◆ **Extracted data**:
---

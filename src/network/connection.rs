//! Client Connection
//!
//! Owns one TCP connection and runs one request/response exchange at a time.

use std::io::{BufWriter, Write};
use std::net::{Shutdown, SocketAddr, TcpStream, ToSocketAddrs};
use std::time::Duration;

use crate::config::ClientConfig;
use crate::error::{RespError, Result};
use crate::protocol::{write_request, Arg, Decoder, Value};

/// A blocking client bound to a single connection
///
/// Not meant to be shared: open one `Client` per concurrent caller. After any
/// fatal error the connection position is unknown, so every later `send`
/// fails with [`RespError::Broken`] and the client should be dropped.
pub struct Client {
    /// Decoder over the read half (buffers internally)
    decoder: Decoder<TcpStream>,

    /// Buffered write half
    writer: BufWriter<TcpStream>,

    /// Peer address for logging
    peer_addr: String,

    /// Set once a fatal error left the stream mid-frame
    broken: bool,
}

impl Client {
    /// Connect to the server named in `config`
    ///
    /// IPv4 addresses are tried before IPv6 ones; the first that accepts
    /// within the connect timeout wins.
    pub fn connect(config: &ClientConfig) -> Result<Self> {
        config.validate()?;

        let stream = dial(&config.addr, config.connect_timeout_ms)?;
        let peer_addr = stream
            .peer_addr()
            .map(|a| a.to_string())
            .unwrap_or_else(|_| config.addr.clone());

        // Disable Nagle's algorithm for low latency
        stream.set_nodelay(true)?;

        if config.read_timeout_ms > 0 {
            stream.set_read_timeout(Some(Duration::from_millis(config.read_timeout_ms)))?;
        }
        if config.write_timeout_ms > 0 {
            stream.set_write_timeout(Some(Duration::from_millis(config.write_timeout_ms)))?;
        }

        // Clone stream for separate read/write handles
        let read_stream = stream.try_clone()?;
        let write_stream = stream;

        tracing::debug!("Connected to {}", peer_addr);

        Ok(Self {
            decoder: Decoder::with_limits(read_stream, config),
            writer: BufWriter::new(write_stream),
            peer_addr,
            broken: false,
        })
    }

    /// Send one request and block until its response is decoded.
    ///
    /// An `Error` reply is returned as `Ok(Value::Error(..))`; use the
    /// accessors on [`Value`] to turn it into a failure.
    pub fn send(&mut self, args: &[Arg]) -> Result<Value> {
        if self.broken {
            return Err(RespError::Broken(self.peer_addr.clone()));
        }

        let command = describe(args);
        tracing::trace!("Sending {} to {}", command, self.peer_addr);

        if let Err(e) = write_request(&mut self.writer, Some(args)) {
            tracing::warn!("Failed to send {} to {}: {}", command, self.peer_addr, e);
            self.broken = e.is_fatal();
            return Err(e);
        }

        match self.decoder.decode() {
            Ok(value) => Ok(value),
            Err(e) => {
                tracing::warn!(
                    "Failed to read response to {} from {}: {}",
                    command,
                    self.peer_addr,
                    e
                );
                self.broken = e.is_fatal();
                Err(e)
            }
        }
    }

    /// True once a fatal error made the connection unusable
    pub fn is_broken(&self) -> bool {
        self.broken
    }

    /// Shut the connection down in both directions
    pub fn close(mut self) -> Result<()> {
        self.writer.flush()?;
        match self.writer.get_ref().shutdown(Shutdown::Both) {
            Ok(()) => {}
            // Peer already went away
            Err(e) if e.kind() == std::io::ErrorKind::NotConnected => {}
            Err(e) => return Err(e.into()),
        }
        tracing::debug!("Closed connection to {}", self.peer_addr);
        Ok(())
    }

    /// Get the peer address string
    pub fn peer_addr(&self) -> &str {
        &self.peer_addr
    }
}

/// Resolve `addr` and connect to the first reachable address
fn dial(addr: &str, timeout_ms: u64) -> Result<TcpStream> {
    let connect_err = |source| RespError::Connect {
        addr: addr.to_string(),
        source,
    };

    let mut candidates: Vec<SocketAddr> = addr.to_socket_addrs().map_err(connect_err)?.collect();
    // Stable sort keeps resolver order within each family
    candidates.sort_by_key(|candidate| !candidate.is_ipv4());

    let mut last_err = None;
    for candidate in candidates {
        let attempt = if timeout_ms > 0 {
            TcpStream::connect_timeout(&candidate, Duration::from_millis(timeout_ms))
        } else {
            TcpStream::connect(candidate)
        };
        match attempt {
            Ok(stream) => return Ok(stream),
            Err(e) => {
                tracing::debug!("Connect to {} failed: {}", candidate, e);
                last_err = Some(e);
            }
        }
    }

    Err(connect_err(last_err.unwrap_or_else(|| {
        std::io::Error::new(
            std::io::ErrorKind::NotFound,
            "address resolved to no socket addresses",
        )
    })))
}

/// The command name for logging, e.g. `SET`
fn describe(args: &[Arg]) -> String {
    match args.first() {
        Some(Arg::Text(name)) => name.clone(),
        Some(Arg::Bytes(name)) => String::from_utf8_lossy(name).into_owned(),
        Some(other) => format!("{:?}", other),
        None => "<empty request>".to_string(),
    }
}
//! Frame definitions
//!
//! Type markers and the frames produced by the splitter.

use bytes::Bytes;

use crate::error::RespError;

/// Terminator ending every line and every bulk payload
pub const CRLF: &[u8; 2] = b"\r\n";

/// Bytes that must be buffered before the splitter decides anything
pub const MIN_FRAME_LEN: usize = 3;

/// Frame type markers
#[derive(Debug, Clone, Copy, PartialEq, Eq)]
#[repr(u8)]
pub enum Marker {
    SimpleString = b'+',
    Error = b'-',
    Integer = b':',
    BulkString = b'$',
    Array = b'*',
}

impl TryFrom<u8> for Marker {
    type Error = RespError;

    fn try_from(byte: u8) -> Result<Self, RespError> {
        match byte {
            b'+' => Ok(Marker::SimpleString),
            b'-' => Ok(Marker::Error),
            b':' => Ok(Marker::Integer),
            b'$' => Ok(Marker::BulkString),
            b'*' => Ok(Marker::Array),
            other => Err(RespError::UnknownMarker(other)),
        }
    }
}

/// One complete frame cut from the stream.
///
/// Bulk strings arrive with their length already resolved, so the payload is
/// exactly the declared bytes and the length prefix is never seen again.
#[derive(Debug, Clone, PartialEq, Eq)]
pub enum Frame {
    /// A terminator-delimited line: the marker byte and everything after it up
    /// to (not including) the `\r\n`
    Line { marker: u8, payload: Bytes },

    /// A length-prefixed bulk string, possibly empty
    Bulk(Bytes),

    /// `$-1\r\n`
    NullBulk,
}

---

◆ **Task details**:
Take the lines above from the one containing "address for logging" to the one containing "let write_stream = stream;" and retype them exactly, both ends included, with nothing added.

◆ **Result for this task**:
    /// Peer address for logging
    peer_addr: String,

    /// Set once a fatal error left the stream mid-frame
    broken: bool,
}

impl Client {
    /// Connect to the server named in `config`
    ///
    /// IPv4 addresses are tried before IPv6 ones; the first that accepts
    /// within the connect timeout wins.
    pub fn connect(config: &ClientConfig) -> Result<Self> {
        config.validate()?;

        let stream = dial(&config.addr, config.connect_timeout_ms)?;
        let peer_addr = stream
            .peer_addr()
            .map(|a| a.to_string())
            .unwrap_or_else(|_| config.addr.clone());

        // Disable Nagle's algorithm for low latency
        stream.set_nodelay(true)?;

        if config.read_timeout_ms > 0 {
            stream.set_read_timeout(Some(Duration::from_millis(config.read_timeout_ms)))?;
        }
        if config.write_timeout_ms > 0 {
            stream.set_write_timeout(Some(Duration::from_millis(config.write_timeout_ms)))?;
        }

        // Clone stream for separate read/write handles
        let read_stream = stream.try_clone()?;
        let write_stream = stream;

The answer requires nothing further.